*** Opening of DATASET ***

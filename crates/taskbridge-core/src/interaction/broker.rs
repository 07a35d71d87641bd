//! Interaction Broker - single-slot request/response correlation per user
//!
//! ## Design
//!
//! - Each user has one slot holding at most one pending request and the
//!   sending half of a oneshot channel
//! - `respond` and `cancel` take the sender out of the slot and signal it
//!   under the slot lock, so a response is delivered whole or not at all
//! - `await_response` removes its own request on timeout; a response that
//!   raced the timeout is still picked up from the channel
//! - Slots are per user, different users never contend, and an emptied
//!   slot is dropped once its waiter is done with it

use std::time::Duration;

use tokio::sync::oneshot;
use tracing::{debug, error, warn};

use super::types::{
    InteractionKind, InteractionPrompt, InteractionRequest, InteractionResponse, WaitOutcome,
};
use crate::error::{Error, Result};
use crate::partition::UserPartition;
use crate::session::UserId;

/// Value delivered into a waiting turn
#[derive(Debug)]
enum Resolution {
    Response(InteractionResponse),
    Cancelled,
}

struct Pending {
    request: InteractionRequest,
    tx: oneshot::Sender<Resolution>,
}

#[derive(Default)]
struct Slot {
    pending: Option<Pending>,
}

impl Slot {
    fn is_empty(&self) -> bool {
        self.pending.is_none()
    }
}

/// Receiving side of one outstanding request
#[derive(Debug)]
pub struct RequestHandle {
    request: InteractionRequest,
    rx: oneshot::Receiver<Resolution>,
}

impl RequestHandle {
    pub fn request(&self) -> &InteractionRequest {
        &self.request
    }

    pub fn user_id(&self) -> UserId {
        self.request.user_id
    }

    pub fn kind(&self) -> InteractionKind {
        self.request.kind()
    }
}

/// Correlates each user's outstanding interactive request with its response
#[derive(Default)]
pub struct InteractionBroker {
    slots: UserPartition<Slot>,
}

impl InteractionBroker {
    pub fn new() -> Self {
        Self::default()
    }

    /// Open a request for a user
    ///
    /// Fails with `AlreadyPending` while another request is outstanding. A
    /// slot whose waiter has gone away is reclaimed instead.
    pub fn open(&self, user_id: UserId, prompt: InteractionPrompt) -> Result<RequestHandle> {
        let request = InteractionRequest::new(user_id, prompt);
        let (tx, rx) = oneshot::channel();

        self.slots.with(user_id, |slot| {
            if let Some(existing) = &slot.pending {
                if !existing.tx.is_closed() {
                    error!(
                        user_id,
                        pending = %existing.request.kind(),
                        requested = %request.kind(),
                        "Interaction already pending"
                    );
                    return Err(Error::AlreadyPending {
                        user_id,
                        kind: existing.request.kind(),
                    });
                }
                warn!(user_id, request_id = %existing.request.id, "Reclaiming abandoned interaction slot");
            }
            debug!(user_id, request_id = %request.id, kind = %request.kind(), "Opened interaction");
            slot.pending = Some(Pending {
                request: request.clone(),
                tx,
            });
            Ok(RequestHandle { request, rx })
        })
    }

    /// Wait for the response to an opened request
    ///
    /// Returns `TimedOut` when nothing arrived within `timeout`; the request
    /// is removed first, so a late `respond` gets `NoPendingRequest` instead
    /// of writing into a stale slot.
    pub async fn await_response(&self, handle: RequestHandle, timeout: Duration) -> WaitOutcome {
        let user_id = handle.user_id();
        let outcome = self.wait(handle, timeout).await;
        self.slots.remove_if(user_id, Slot::is_empty);
        outcome
    }

    async fn wait(&self, handle: RequestHandle, timeout: Duration) -> WaitOutcome {
        let RequestHandle { request, mut rx } = handle;

        match tokio::time::timeout(timeout, &mut rx).await {
            Ok(Ok(resolution)) => return resolution.into(),
            // Sender dropped without a value: the slot was reclaimed or the broker dropped
            Ok(Err(_)) => return WaitOutcome::Cancelled,
            Err(_) => {}
        }

        self.slots.with(request.user_id, |slot| {
            if slot
                .pending
                .as_ref()
                .is_some_and(|p| p.request.id == request.id)
            {
                slot.pending = None;
            }
        });

        // A response recorded between the timer firing and the removal above wins
        match rx.try_recv() {
            Ok(resolution) => resolution.into(),
            Err(_) => {
                warn!(user_id = request.user_id, request_id = %request.id, kind = %request.kind(), "Interaction timed out");
                WaitOutcome::TimedOut
            }
        }
    }

    /// Record a response and wake the waiting turn
    pub fn respond(&self, user_id: UserId, response: InteractionResponse) -> Result<()> {
        let Some(slot) = self.slots.existing(user_id) else {
            return Err(Error::NoPendingRequest { user_id });
        };
        let mut slot = slot.lock();
        let Some(pending) = slot.pending.take() else {
            return Err(Error::NoPendingRequest { user_id });
        };

        let expected = pending.request.kind();
        if expected != response.kind() {
            let got = response.kind();
            slot.pending = Some(pending);
            return Err(Error::ResponseMismatch {
                user_id,
                expected,
                got,
            });
        }

        debug!(user_id, request_id = %pending.request.id, kind = %expected, "Delivering interaction response");
        pending
            .tx
            .send(Resolution::Response(response))
            .map_err(|_| Error::NoPendingRequest { user_id })
    }

    /// Remove any outstanding request and release its waiter with `Cancelled`
    ///
    /// Returns whether a request was pending.
    pub fn cancel(&self, user_id: UserId) -> bool {
        let Some(slot) = self.slots.existing(user_id) else {
            return false;
        };
        let cancelled = match slot.lock().pending.take() {
            Some(pending) => {
                debug!(user_id, request_id = %pending.request.id, "Cancelling interaction");
                let _ = pending.tx.send(Resolution::Cancelled);
                true
            }
            None => false,
        };
        drop(slot);
        self.slots.remove_if(user_id, Slot::is_empty);
        cancelled
    }

    /// The user's outstanding request, if any
    pub fn pending(&self, user_id: UserId) -> Option<InteractionRequest> {
        let slot = self.slots.existing(user_id)?;
        let slot = slot.lock();
        slot.pending.as_ref().map(|p| p.request.clone())
    }
}

impl From<Resolution> for WaitOutcome {
    fn from(resolution: Resolution) -> Self {
        match resolution {
            Resolution::Response(response) => WaitOutcome::Responded(response),
            Resolution::Cancelled => WaitOutcome::Cancelled,
        }
    }
}

#[cfg(test)]
mod tests {
    use super::*;
    use std::sync::Arc;

    fn permission_prompt() -> InteractionPrompt {
        InteractionPrompt::Permission {
            tool_name: "Write".to_string(),
            arguments: serde_json::json!({"file_path": "/tmp/out.txt"}),
        }
    }

    fn question_prompt() -> InteractionPrompt {
        InteractionPrompt::Question {
            question: "Which branch?".to_string(),
            options: vec![],
        }
    }

    #[tokio::test]
    async fn test_open_twice_is_already_pending() {
        let broker = InteractionBroker::new();
        let _handle = broker.open(1, permission_prompt()).unwrap();

        let second = broker.open(1, question_prompt());
        assert!(matches!(
            second,
            Err(Error::AlreadyPending {
                user_id: 1,
                kind: InteractionKind::Permission
            })
        ));

        // Other users are unaffected
        assert!(broker.open(2, question_prompt()).is_ok());
    }

    #[tokio::test]
    async fn test_respond_without_request() {
        let broker = InteractionBroker::new();
        let result = broker.respond(1, InteractionResponse::Question { answer: "x".into() });
        assert!(matches!(result, Err(Error::NoPendingRequest { user_id: 1 })));
    }

    #[tokio::test]
    async fn test_respond_wakes_waiter() {
        let broker = Arc::new(InteractionBroker::new());
        let handle = broker.open(1, permission_prompt()).unwrap();

        let waiter = {
            let broker = broker.clone();
            tokio::spawn(async move { broker.await_response(handle, Duration::from_secs(5)).await })
        };

        broker
            .respond(
                1,
                InteractionResponse::Permission {
                    approved: false,
                    clarification: Some("use a different path".to_string()),
                },
            )
            .unwrap();

        let outcome = waiter.await.unwrap();
        assert_eq!(
            outcome,
            WaitOutcome::Responded(InteractionResponse::Permission {
                approved: false,
                clarification: Some("use a different path".to_string()),
            })
        );
        assert!(broker.pending(1).is_none());
    }

    #[tokio::test]
    async fn test_mismatched_response_keeps_request() {
        let broker = InteractionBroker::new();
        let _handle = broker.open(1, permission_prompt()).unwrap();

        let result = broker.respond(1, InteractionResponse::Question { answer: "yes".into() });
        assert!(matches!(
            result,
            Err(Error::ResponseMismatch {
                expected: InteractionKind::Permission,
                got: InteractionKind::Question,
                ..
            })
        ));
        assert!(broker.pending(1).is_some());
    }

    #[tokio::test(start_paused = true)]
    async fn test_timeout_removes_request() {
        let broker = InteractionBroker::new();
        let handle = broker.open(1, question_prompt()).unwrap();

        let outcome = broker.await_response(handle, Duration::from_secs(30)).await;
        assert_eq!(outcome, WaitOutcome::TimedOut);
        assert!(broker.pending(1).is_none());

        // A late answer has nowhere to go
        let late = broker.respond(1, InteractionResponse::Question { answer: "late".into() });
        assert!(matches!(late, Err(Error::NoPendingRequest { .. })));

        // And the slot is free again
        assert!(broker.open(1, question_prompt()).is_ok());
    }

    #[tokio::test]
    async fn test_cancel_releases_waiter() {
        let broker = Arc::new(InteractionBroker::new());
        let handle = broker.open(1, question_prompt()).unwrap();

        let waiter = {
            let broker = broker.clone();
            tokio::spawn(async move { broker.await_response(handle, Duration::from_secs(3600)).await })
        };
        tokio::task::yield_now().await;

        assert!(broker.cancel(1));
        assert_eq!(waiter.await.unwrap(), WaitOutcome::Cancelled);
        assert!(!broker.cancel(1));
    }

    #[tokio::test]
    async fn test_abandoned_slot_is_reclaimed() {
        let broker = InteractionBroker::new();
        let handle = broker.open(1, question_prompt()).unwrap();
        drop(handle);

        assert!(broker.open(1, permission_prompt()).is_ok());
        assert_eq!(broker.pending(1).unwrap().kind(), InteractionKind::Permission);
    }

    #[tokio::test(start_paused = true)]
    async fn test_finished_interactions_release_slots() {
        let broker = InteractionBroker::new();

        let handle = broker.open(1, question_prompt()).unwrap();
        broker
            .respond(1, InteractionResponse::Question { answer: "main".into() })
            .unwrap();
        let outcome = broker.await_response(handle, Duration::from_secs(5)).await;
        assert!(matches!(outcome, WaitOutcome::Responded(_)));

        let handle = broker.open(2, question_prompt()).unwrap();
        assert_eq!(broker.await_response(handle, Duration::from_secs(5)).await, WaitOutcome::TimedOut);

        let _handle = broker.open(3, question_prompt()).unwrap();
        assert!(broker.cancel(3));

        // Stray answers do not leave slots behind either
        assert!(broker.respond(4, InteractionResponse::Question { answer: "?".into() }).is_err());
        assert!(broker.slots.is_empty());
    }

    #[tokio::test(flavor = "multi_thread", worker_threads = 4)]
    async fn test_respond_racing_cancel_is_all_or_nothing() {
        for _ in 0..50 {
            let broker = Arc::new(InteractionBroker::new());
            let handle = broker.open(1, permission_prompt()).unwrap();
            let response = InteractionResponse::Permission {
                approved: false,
                clarification: Some("use a different path".into()),
            };

            let responder = {
                let broker = broker.clone();
                let response = response.clone();
                tokio::spawn(async move { broker.respond(1, response) })
            };
            let canceller = {
                let broker = broker.clone();
                tokio::spawn(async move { broker.cancel(1) })
            };

            let outcome = broker.await_response(handle, Duration::from_secs(5)).await;
            let responded = responder.await.unwrap().is_ok();
            let cancelled = canceller.await.unwrap();

            // Exactly one side took the request
            assert!(responded != cancelled);
            match outcome {
                WaitOutcome::Responded(got) => {
                    assert!(responded);
                    assert_eq!(got, response);
                }
                WaitOutcome::Cancelled => assert!(cancelled),
                WaitOutcome::TimedOut => panic!("Neither respond nor cancel reached the waiter"),
            }
            assert!(broker.pending(1).is_none());
        }
    }
}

*** Close of DATASET ***

▶ [THE TASK]: Each line between the start of the listing above and the line containing "a waiting turn", with both ends counted, is to be set down unchanged.

▶ [PROBLEM SOLUTION]:
filename crates/taskbridge-core/src/interaction/broker.rs
repository 07a35d71d87641bd
//! Interaction Broker - single-slot request/response correlation per user
//!
//! ## Design
//!
//! - Each user has one slot holding at most one pending request and the
//!   sending half of a oneshot channel
//! - `respond` and `cancel` take the sender out of the slot and signal it
//!   under the slot lock, so a response is delivered whole or not at all
//! - `await_response` removes its own request on timeout; a response that
//!   raced the timeout is still picked up from the channel
//! - Slots are per user, different users never contend, and an emptied
//!   slot is dropped once its waiter is done with it

use std::time::Duration;

use tokio::sync::oneshot;
use tracing::{debug, error, warn};

use super::types::{
    InteractionKind, InteractionPrompt, InteractionRequest, InteractionResponse, WaitOutcome,
};
use crate::error::{Error, Result};
use crate::partition::UserPartition;
use crate::session::UserId;

/// Value delivered into a waiting turn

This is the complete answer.